PZ: Warum ist es gut, wenn auch Apotheker impfen dürfen?

Kiefer: Um eine Herdenimmunität zu erreichen, müssten 75 Prozent der Erwachsenen gegen Influenza geimpft sein. Es sind laut RKI aber nur 35 Prozent. Deshalb ist hier viel zu tun. Durch das niedrigschwellige Angebot der Apotheken kann die Impfquote gesteigert werden. Das können wir aus anderen Ländern wie Frankreich lernen, wo Apotheker schon impfen. Ich bin optimistisch, dass wir aus Modellprojekten ableiten können, dass dies auf Deutschland übertragbar ist.

PZ: Sollten Apotheken künftig auch Impfungen gegen Corona durchführen dürfen?

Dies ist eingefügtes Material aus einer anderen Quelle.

use serde::Deserialize;
use smol_str::SmolStr;

/// `GET /fapi/v1/exchangeInfo` response, trimmed to the symbol listing.
#[derive(Debug, Clone, Deserialize)]
pub struct BinanceExchangeInfo {
    pub symbols: Vec<BinanceSymbolInfo>,
}

/// One `symbols[]` entry of the exchange info.
#[derive(Debug, Clone, Eq, PartialEq, Deserialize)]
#[serde(rename_all = "camelCase")]
pub struct BinanceSymbolInfo {
    pub symbol: SmolStr,
    pub status: String,
    pub contract_type: String,
    pub quote_asset: String,
}

impl BinanceSymbolInfo {
    /// Currently trading USDT-margined perpetual contract.
    pub fn is_trading_usdt_perpetual(&self) -> bool {
        self.contract_type == "PERPETUAL" && self.status == "TRADING" && self.quote_asset == "USDT"
    }
}

impl BinanceExchangeInfo {
    /// Symbols of every trading USDT-margined perpetual, sorted and deduplicated.
    pub fn usdt_perpetuals(self) -> Vec<SmolStr> {
        let mut symbols = self
            .symbols
            .into_iter()
            .filter(BinanceSymbolInfo::is_trading_usdt_perpetual)
            .map(|info| info.symbol)
            .collect::<Vec<_>>();
        symbols.sort();
        symbols.dedup();
        symbols
    }
}
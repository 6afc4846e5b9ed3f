use crate::{candle::StreamKey, recovery::RecoveryPhase};
use chrono::{DateTime, Utc};
use thiserror::Error;

/// All errors generated in `kline-stream`.
#[derive(Debug, Clone, Eq, PartialEq, Error)]
pub enum StreamError {
    #[error("interval must be strictly positive, got {0}ms")]
    NonPositiveInterval(i64),

    #[error("unsupported interval: {0}")]
    UnsupportedInterval(String),

    #[error("timestamp out of range: {0}ms")]
    TimestampOutOfRange(i64),

    #[error("unknown stream: {0}")]
    UnknownStream(StreamKey),

    #[error("stream already subscribed: {0}")]
    AlreadySubscribed(StreamKey),

    #[error("{key}: discarded out-of-order duplicate for already closed bucket {open_time}")]
    OutOfOrderDuplicate {
        key: StreamKey,
        open_time: DateTime<Utc>,
    },

    #[error("{key}: late event for bucket {open_time} which was never observed")]
    LateEvent {
        key: StreamKey,
        open_time: DateTime<Utc>,
    },

    #[error("{key}: consistency violation, expected bucket {expected} but found {found}")]
    ConsistencyViolation {
        key: StreamKey,
        expected: DateTime<Utc>,
        found: DateTime<Utc>,
    },

    #[error("{key}: backfill gap, expected bucket {expected} but found {found:?}")]
    BackfillGap {
        key: StreamKey,
        expected: DateTime<Utc>,
        found: Option<DateTime<Utc>>,
    },

    #[error("{key}: backfill mismatch: {reason}")]
    BackfillMismatch { key: StreamKey, reason: String },

    #[error("backfill: {0}")]
    Backfill(#[from] BackfillError),

    #[error("connect: {0}")]
    Connect(#[from] ConnectError),

    #[error("{key}: reconnect failed: {reason}")]
    ReconnectFailure { key: StreamKey, reason: String },

    #[error("recovery step exceeded the per-attempt timeout")]
    AttemptTimeout,

    #[error("{key}: recovery exhausted after {attempts} attempts")]
    RecoveryExhausted { key: StreamKey, attempts: u32 },

    #[error("{0}: recovery cancelled")]
    RecoveryCancelled(StreamKey),

    #[error("{0}: recovery already active")]
    RecoveryActive(StreamKey),

    #[error("{0}: no active recovery")]
    RecoveryInactive(StreamKey),

    #[error("invalid recovery transition {from:?} -> {to:?}")]
    InvalidTransition {
        from: RecoveryPhase,
        to: RecoveryPhase,
    },

    #[error("invalid config: {0}")]
    InvalidConfig(String),

    #[error("failed to decode payload: {0}")]
    Decode(String),
}

impl StreamError {
    /// Determine if a recovery attempt that failed with this error may be retried.
    pub fn is_retryable(&self) -> bool {
        match self {
            StreamError::BackfillGap { .. }
            | StreamError::BackfillMismatch { .. }
            | StreamError::ReconnectFailure { .. }
            | StreamError::AttemptTimeout
            | StreamError::Connect(_) => true,
            StreamError::Backfill(error) => error.is_transient(),
            _ => false,
        }
    }
}

/// Errors produced by a [`BackfillSource`](crate::collaborator::BackfillSource).
#[derive(Debug, Clone, Eq, PartialEq, Error)]
pub enum BackfillError {
    #[error("transient: {0}")]
    Transient(String),

    #[error("permanent: {0}")]
    Permanent(String),
}

impl BackfillError {
    pub fn is_transient(&self) -> bool {
        matches!(self, BackfillError::Transient(_))
    }
}

/// Errors produced by a [`ConnectionManager`](crate::collaborator::ConnectionManager).
#[derive(Debug, Clone, Eq, PartialEq, Error)]
pub enum ConnectError {
    #[error("invalid stream url: {0}")]
    Url(String),

    #[error("handshake failed: {0}")]
    Handshake(String),

    #[error("handshake timed out")]
    Timeout,

    #[error("connection manager closed")]
    Closed,
}
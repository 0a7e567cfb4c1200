use retro_emu_core::card::MediaCard;
use retro_emu_core::soc::Soc;

const RAM_BASE: u32 = 0x0C00_0000;
const RTC_BASE: u32 = 0x1570_0040;
const SPI_BASE: u32 = 0x1590_0000;
const UART0_UTRSTAT: u32 = 0x1500_0010;
const GPIO_BASE: u32 = 0x1560_0000;
const IIC_BASE: u32 = 0x1540_0000;
const IICCON: u32 = IIC_BASE + 0x00;
const IICSTAT: u32 = IIC_BASE + 0x04;
const IICDS: u32 = IIC_BASE + 0x0C;
const SRCPND: u32 = 0x1440_0000;
const ALL: u32 = 0xFFFF_FFFF;

const MS: u64 = 1_000_000;

#[test]
fn ram_round_trips_all_access_widths() {
    let mut soc = Soc::default();
    soc.write32(RAM_BASE + 0x100, 0x1122_3344, ALL);
    assert_eq!(soc.read32(RAM_BASE + 0x100), 0x1122_3344);
    assert_eq!(soc.read8(RAM_BASE + 0x100), 0x44); // little endian
    assert_eq!(soc.read8(RAM_BASE + 0x103), 0x11);
    assert_eq!(soc.read16(RAM_BASE + 0x102), 0x1122);

    soc.write8(RAM_BASE + 0x101, 0xAB);
    assert_eq!(soc.read32(RAM_BASE + 0x100), 0x1122_AB44);
    soc.write16(RAM_BASE + 0x102, 0xCDEF);
    assert_eq!(soc.read32(RAM_BASE + 0x100), 0xCDEF_AB44);
}

#[test]
fn stub_banks_store_under_access_mask() {
    let mut soc = Soc::default();
    soc.write32(RTC_BASE + 8, 0xAABB_CCDD, ALL);
    assert_eq!(soc.read32(RTC_BASE + 8), 0xAABB_CCDD);
    soc.write32(RTC_BASE + 8, 0x1111_1111, 0x0000_FF00);
    assert_eq!(soc.read32(RTC_BASE + 8), 0xAABB_11DD);

    soc.write32(SPI_BASE, 0x5A5A_5A5A, ALL);
    assert_eq!(soc.read32(SPI_BASE), 0x5A5A_5A5A);
}

#[test]
fn uart_status_reports_transmitter_empty() {
    let soc = Soc::default();
    assert_eq!(soc.read32(UART0_UTRSTAT) & 6, 6);
}

#[test]
fn unmapped_addresses_read_zero_and_ignore_writes() {
    let mut soc = Soc::default();
    assert_eq!(soc.read32(0x1330_0000), 0);
    soc.write32(0x1330_0000, 0xDEAD_BEEF, ALL);
    assert_eq!(soc.read32(0x1330_0000), 0);
}

#[test]
fn bios_shadows_low_addresses() {
    let mut soc = Soc::default();
    assert_eq!(soc.read32(0), 0);
    soc.load_bios(&[0x78, 0x56, 0x34, 0x12, 0xFF, 0xFF, 0xFF, 0xEA]);
    assert_eq!(soc.read32(0), 0x1234_5678);
    assert_eq!(soc.read32(4), 0xEAFF_FFFF);
}

#[test]
fn empty_card_slot_reads_absent_on_gpio() {
    let soc = Soc::default();
    let pedat = soc.read32(GPIO_BASE + 0x30);
    assert_ne!(pedat & 0x04, 0); // present line high = no card
    let pddat = soc.read32(GPIO_BASE + 0x24);
    assert_ne!(pddat & 0x040, 0); // write protect line high = unprotected
}

#[test]
fn inserted_card_changes_the_computed_bits() {
    struct PresentCard;
    impl MediaCard for PresentCard {
        fn present(&self) -> bool {
            true
        }
        fn write_protected(&self) -> bool {
            true
        }
    }
    let mut soc = Soc::default();
    soc.set_card(Box::new(PresentCard));
    assert_eq!(soc.read32(GPIO_BASE + 0x30) & 0x04, 0);
    assert_eq!(soc.read32(GPIO_BASE + 0x24) & 0x040, 0);
}

#[test]
fn buttons_read_back_through_gpio() {
    let mut soc = Soc::default();
    soc.set_input_lines(0x3C, 0xC0);
    assert_eq!(soc.read32(GPIO_BASE + 0x0C) >> 8 & 0xFF, 0x3C);
    assert_eq!(soc.read32(GPIO_BASE + 0x30) & 0xC0, 0xC0);
}

/// Full EEPROM write transaction over the register map: device address,
/// 16-bit word address, then a data byte, each strobed by the 1ms timer.
#[test]
fn eeprom_write_transaction_over_iic() {
    let mut soc = Soc::default();
    // Master transmit + start condition, interrupt enabled in IICCON.
    soc.write32(IICCON, 1 << 5, ALL);
    soc.write32(IICSTAT, (3 << 6) | (1 << 5), ALL);

    for byte in [0xA0u32, 0x01, 0x23, 0x5A] {
        soc.write32(IICDS, byte, ALL);
        soc.advance(MS);
        // Each byte raises INT_IIC; acknowledge and resume.
        assert_eq!(soc.read32(SRCPND), 1 << 27);
        soc.write32(SRCPND, 1 << 27, ALL);
        soc.write32(IICCON, 1 << 5, ALL); // pending cleared: next byte
    }
    soc.write32(IICSTAT, 3 << 6, ALL); // stop

    assert_eq!(soc.eeprom()[0x0123], 0x5A);
}

#[test]
fn eeprom_read_back_over_iic() {
    let mut soc = Soc::default();
    let mut image = vec![0xFFu8; 0x2000];
    image[0x0040] = 0x99;
    soc.load_eeprom(&image);

    // Latch the word address with a transmit transaction.
    soc.write32(IICCON, 1 << 5, ALL);
    soc.write32(IICSTAT, (3 << 6) | (1 << 5), ALL);
    for byte in [0xA1u32, 0x00, 0x40] {
        soc.write32(IICDS, byte, ALL);
        soc.advance(MS);
        soc.write32(SRCPND, 1 << 27, ALL);
        soc.write32(IICCON, 1 << 5, ALL);
    }
    // Switch to master receive: first strobe clocks the address byte,
    // the next returns the EEPROM data.
    soc.write32(IICSTAT, (2 << 6) | (1 << 5), ALL);
    soc.advance(MS);
    soc.write32(SRCPND, 1 << 27, ALL);
    soc.write32(IICCON, 1 << 5, ALL);
    soc.advance(MS);
    assert_eq!(soc.read32(IICDS) & 0xFF, 0x99);
}

#[test]
fn reset_clears_registers_but_keeps_eeprom() {
    let mut soc = Soc::default();
    soc.write32(RTC_BASE + 8, 0x1234_5678, ALL);
    let mut image = vec![0u8; 16];
    image[3] = 0x42;
    soc.load_eeprom(&image);

    soc.reset();
    assert_eq!(soc.read32(RTC_BASE + 8), 0);
    assert_eq!(soc.eeprom()[3], 0x42);
    assert!(!soc.irq_asserted());
}

#[test]
fn cpu_clock_follows_the_pll() {
    let mut soc = Soc::default();
    assert_eq!(soc.cpu_clock_hz(), 48_000_000);
    // mdiv=0x52, pdiv=1, sdiv=1 -> 180MHz.
    soc.write32(0x1480_0004, (0x52 << 12) | (1 << 4) | 1, ALL);
    assert_eq!(soc.cpu_clock_hz(), 180_000_000);
}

Kiefer: Warten wir zunächst mal ab, ob beziehungsweise wann es einen Impfstoff gegen SARS-CoV-2 geben wird. Unter Umständen müssen dann in kurzer Zeit sehr viele Menschen geimpft werden. Dazu braucht es die entsprechenden Kapazitäten. Es kann gut sein, dass dann auch die Apotheken gefragt sind. Wenn die Politik das will, können und werden wir nicht nein sagen. Sonst machen wir uns unglaubwürdig.